More must be done to protect schools from attack, says Nigeria's Olusegun Obasanjo

Olusegun Obasanjo, the former president of Nigeria, said education is a critical weapon in the battle against terrorism and world leaders must do more to guard against deadly attacks on children in schools.

He made the remarks during a panel discussion on how best to protect schools and students at the Global Education & Skills Forum in Dubai yesterday.

"When it comes to the attacks on schools, particularly in areas where we have terrorists, we have to treat the disease rather than the symptoms. The disease is what brings about terrorism," said Obasanjo. "Until we deal with that, whatever else we do will be like treating a headache that emanates from high blood pressure."

Nigeria is struggling to deal with extremist Islamist group Boko Haram, which kidnapped 200 schoolgirls in the country's north in April of last year. The group's operations and kidnappings have been steadily increasing since 2013, and other countries such as Cameroon and Chad have also suffered from the insurgency that is fighting to create an Islamic state in Nigeria and its surrounding countries.

Another case that garnered international attention is that of Malala Yousafzai, who was targeted and injured by a Taliban gunman as she boarded her school bus in Swat Valley in Pakistan in 2012.

Sri Lanka's former president Chandrika Kumaratunga, echoed Obasanjo's remarks. "When we talk about children's schools being targeted, we have to look at the root causes and how to deal with them in a committed manner," she said. "It's a new phenomenon that children's schools are being targeted. We had one of the most ruthless groups (in Sri Lanka) but they never targeted children."

One reason for this is the belief among radical groups that girls should not be educated, as well as poverty, illiteracy and pursuit of power, Kumaratunga said. The marginalisation of specific groups in a community, the feeling that their language or religion is not recognised, can also lead to acts of terror, she added.

Anusheh Bakht Aziz, Member of the UN Youth Advocacy Group, Pakistan, also sees terrorism arising from illiteracy and poverty. "If we educated one child we bring 12 out of poverty. We need to build more schools and to make sure that education is accessible to every person."

Hamadi Jebali, former Prime Minister of Tunisia, said there are many reasons terrorists attack education and its institutions, but mainly this was due to ignorance and misunderstanding of religion, and the belief that education is at odds with religion and identity. "Terrorism thrives in ignorant minds," said Jebali, adding that there was no contradiction between education and Islam, which encourages people to seek education in places "as far as China".

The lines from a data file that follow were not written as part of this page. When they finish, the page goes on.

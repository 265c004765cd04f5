//! Configuration management for the composer
//!
//! Supports loading configuration from:
//! - Default values
//! - Config file (slang.toml)
//! - Environment variables (SLANG_*)
//!
//! ## Example config file (slang.toml):
//! ```toml
//! [paths]
//! output_dir = "__generated__"
//! model_dir = "models"
//! composite_folder = "composites"
//!
//! [generate]
//! deploy = false
//! codegen = true
//! relational = true
//! build_order = "dependency"
//!
//! [relational]
//! provider = "postgresql"
//! url_env = "COMPOSEDB_POSTGRES_URL"
//! ```

use config_crate::{Config, ConfigError, Environment, File};
use serde::{Deserialize, Serialize};
use std::path::{Path, PathBuf};

use crate::loader::DEFAULT_EXTENSIONS;
use crate::plan::BuildOrder;

/// Main configuration for the composer
#[derive(Debug, Clone, Default, Serialize, Deserialize)]
pub struct ComposerConfig {
    /// Input and output locations
    #[serde(default)]
    pub paths: PathsConfig,

    /// Which outputs to produce
    #[serde(default)]
    pub generate: GenerateConfig,

    /// Relational schema header settings
    #[serde(default)]
    pub relational: RelationalConfig,

    /// Compiler input settings
    #[serde(default)]
    pub compiler: CompilerConfig,
}

/// Paths configuration
#[derive(Debug, Clone, Serialize, Deserialize)]
pub struct PathsConfig {
    /// Root of every generated file
    #[serde(default = "default_output_dir")]
    pub output_dir: PathBuf,

    /// Directory holding the schema files
    #[serde(default = "default_model_dir")]
    pub model_dir: PathBuf,

    /// Folder under `output_dir` for compiled artifacts
    #[serde(default = "default_composite_folder")]
    pub composite_folder: PathBuf,

    /// Folder under `output_dir` for the generated client
    #[serde(default = "default_client_folder")]
    pub client_folder: PathBuf,

    /// Folder the relational schema is written to
    #[serde(default = "default_relational_folder")]
    pub relational_folder: PathBuf,
}

/// Output selection
#[derive(Debug, Clone, Serialize, Deserialize)]
pub struct GenerateConfig {
    /// Ask the compiler to index the merged definition
    #[serde(default)]
    pub deploy: bool,

    /// Emit mutation documents
    #[serde(default = "default_true")]
    pub codegen: bool,

    /// Emit the relational schema
    #[serde(default = "default_true")]
    pub relational: bool,

    /// Emit the typed client
    #[serde(default = "default_true")]
    pub client: bool,

    #[serde(default)]
    pub build_order: BuildOrder,
}

/// Relational schema settings
#[derive(Debug, Clone, Serialize, Deserialize)]
pub struct RelationalConfig {
    /// Datasource provider
    #[serde(default = "default_provider")]
    pub provider: String,

    /// Environment variable holding the datasource URL
    #[serde(default = "default_url_env")]
    pub url_env: String,

    #[serde(default = "default_preview_features")]
    pub preview_features: Vec<String>,
}

/// Compiler input settings
#[derive(Debug, Clone, Serialize, Deserialize)]
pub struct CompilerConfig {
    /// File extensions read from the model directory
    #[serde(default = "default_extensions")]
    pub extensions: Vec<String>,
}

// Default value functions
fn default_output_dir() -> PathBuf {
    PathBuf::from("__generated__")
}

fn default_model_dir() -> PathBuf {
    PathBuf::from("models")
}

fn default_composite_folder() -> PathBuf {
    PathBuf::from("composites")
}

fn default_client_folder() -> PathBuf {
    PathBuf::from("client")
}

fn default_relational_folder() -> PathBuf {
    PathBuf::from(".")
}

fn default_true() -> bool {
    true
}

fn default_provider() -> String {
    "postgresql".to_string()
}

fn default_url_env() -> String {
    "COMPOSEDB_POSTGRES_URL".to_string()
}

fn default_preview_features() -> Vec<String> {
    vec![
        "fieldReference".to_string(),
        "filteredRelationCount".to_string(),
        "fullTextSearch".to_string(),
    ]
}

fn default_extensions() -> Vec<String> {
    DEFAULT_EXTENSIONS.iter().map(|e| e.to_string()).collect()
}

impl Default for PathsConfig {
    fn default() -> Self {
        Self {
            output_dir: default_output_dir(),
            model_dir: default_model_dir(),
            composite_folder: default_composite_folder(),
            client_folder: default_client_folder(),
            relational_folder: default_relational_folder(),
        }
    }
}

impl Default for GenerateConfig {
    fn default() -> Self {
        Self {
            deploy: false,
            codegen: true,
            relational: true,
            client: true,
            build_order: BuildOrder::default(),
        }
    }
}

impl Default for RelationalConfig {
    fn default() -> Self {
        Self {
            provider: default_provider(),
            url_env: default_url_env(),
            preview_features: default_preview_features(),
        }
    }
}

impl Default for CompilerConfig {
    fn default() -> Self {
        Self {
            extensions: default_extensions(),
        }
    }
}

impl ComposerConfig {
    /// Load configuration from default locations
    pub fn load() -> Result<Self, ConfigError> {
        Self::load_from(None)
    }

    /// Load configuration from a specific file
    pub fn load_from(config_path: Option<&Path>) -> Result<Self, ConfigError> {
        let mut builder = Config::builder();

        let config_locations = ["slang.toml", ".slang.toml", "config/slang.toml"];
        for location in config_locations {
            builder = builder.add_source(File::with_name(location).required(false));
        }

        // XDG config directory
        if let Some(config_dir) = directories::ProjectDirs::from("dev", "slang", "composer") {
            let xdg_config = config_dir.config_dir().join("slang.toml");
            if xdg_config.exists() {
                builder = builder.add_source(File::from(xdg_config).required(false));
            }
        }

        if let Some(path) = config_path {
            builder = builder.add_source(File::from(path).required(true));
        }

        // SLANG_GENERATE__DEPLOY=true and friends
        builder = builder.add_source(
            Environment::with_prefix("SLANG")
                .prefix_separator("_")
                .separator("__")
                .try_parsing(true),
        );

        let config = builder.build()?;
        config.try_deserialize()
    }

    /// Save configuration to a file
    pub fn save(&self, path: &Path) -> std::io::Result<()> {
        let content = toml::to_string_pretty(self)
            .map_err(|e| std::io::Error::new(std::io::ErrorKind::InvalidData, e))?;
        std::fs::write(path, content)
    }

    /// Directory compiled artifacts are written to
    pub fn composite_dir(&self) -> PathBuf {
        self.paths.output_dir.join(&self.paths.composite_folder)
    }

    /// Directory the generated client is written to
    pub fn client_dir(&self) -> PathBuf {
        self.paths.output_dir.join(&self.paths.client_folder)
    }

    /// Path of the relational schema file
    pub fn relational_schema_path(&self) -> PathBuf {
        self.paths.relational_folder.join("schema.prisma")
    }
}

Joining the discussion, Azizullah Royesh, who started the Marefat High School in Kabul in Afghanistan, recounted the struggles that his country had endured since the Soviet invasion up until the current day.

"We also have issues of terrorism and this is something that is affecting our lives in front of our eyes, affecting our schools. As a teacher, I've gone through hard times and I try to find a balance through education," he said. Royesh focused on educating children in underprivileged communities where illiteracy levels were high.

In 2014, his schools had 4,000 children, 44 per cent of them girls. The schools have changed illiterate communities and taught students to speak openly without facing a backlash, he said.

"There are attempts from terrorists to suppress their voice, but something is changing in the community, the mindset is changing. Taliban are in the spotlight because of their behaviour but the community itself produces the same ideas," said Royesh. "This problem lies in the culture and this is why you have to change the mindset of the people so they step forward to get rid of violence."